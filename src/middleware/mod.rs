//! Request authentication and authorization.
//!
//! - [`auth`]: Session requirement and the [`CurrentUser`](auth::CurrentUser) extractor
//! - [`role`]: Role requirement layered outside the session requirement
//! - [`basic`]: Legacy HTTP basic authentication for a single admin route
//!
//! Protected routers attach both layers with `route_layer`; the role layer is
//! added last so it runs first:
//!
//! ```ignore
//! Router::new()
//!     .route("/student-enrolls/{id}", delete(withdraw))
//!     .route_layer(middleware::from_fn_with_state(state.clone(), require_session))
//!     .route_layer(middleware::from_fn_with_state(state.clone(), require_admin))
//! ```
//!
//! An invalid or expired session is always 401, a valid session with a
//! disallowed role is always 403.

pub mod auth;
pub mod basic;
pub mod role;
::::
• [PROMPT]:
The data must be given again in full. Keep every line identical.

• [RESPONSE]:
filename src/middleware/mod.rs
//! Request authentication and authorization.
//!
//! - [`auth`]: Session requirement and the [`CurrentUser`](auth::CurrentUser) extractor
//! - [`role`]: Role requirement layered outside the session requirement
//! - [`basic`]: Legacy HTTP basic authentication for a single admin route
//!
//! Protected routers attach both layers with `route_layer`; the role layer is
//! added last so it runs first:
//!
//! ```ignore
//! Router::new()
//!     .route("/student-enrolls/{id}", delete(withdraw))
//!     .route_layer(middleware::from_fn_with_state(state.clone(), require_session))
//!     .route_layer(middleware::from_fn_with_state(state.clone(), require_admin))
//! ```
//!
//! An invalid or expired session is always 401, a valid session with a
//! disallowed role is always 403.

pub mod auth;
pub mod basic;
pub mod role;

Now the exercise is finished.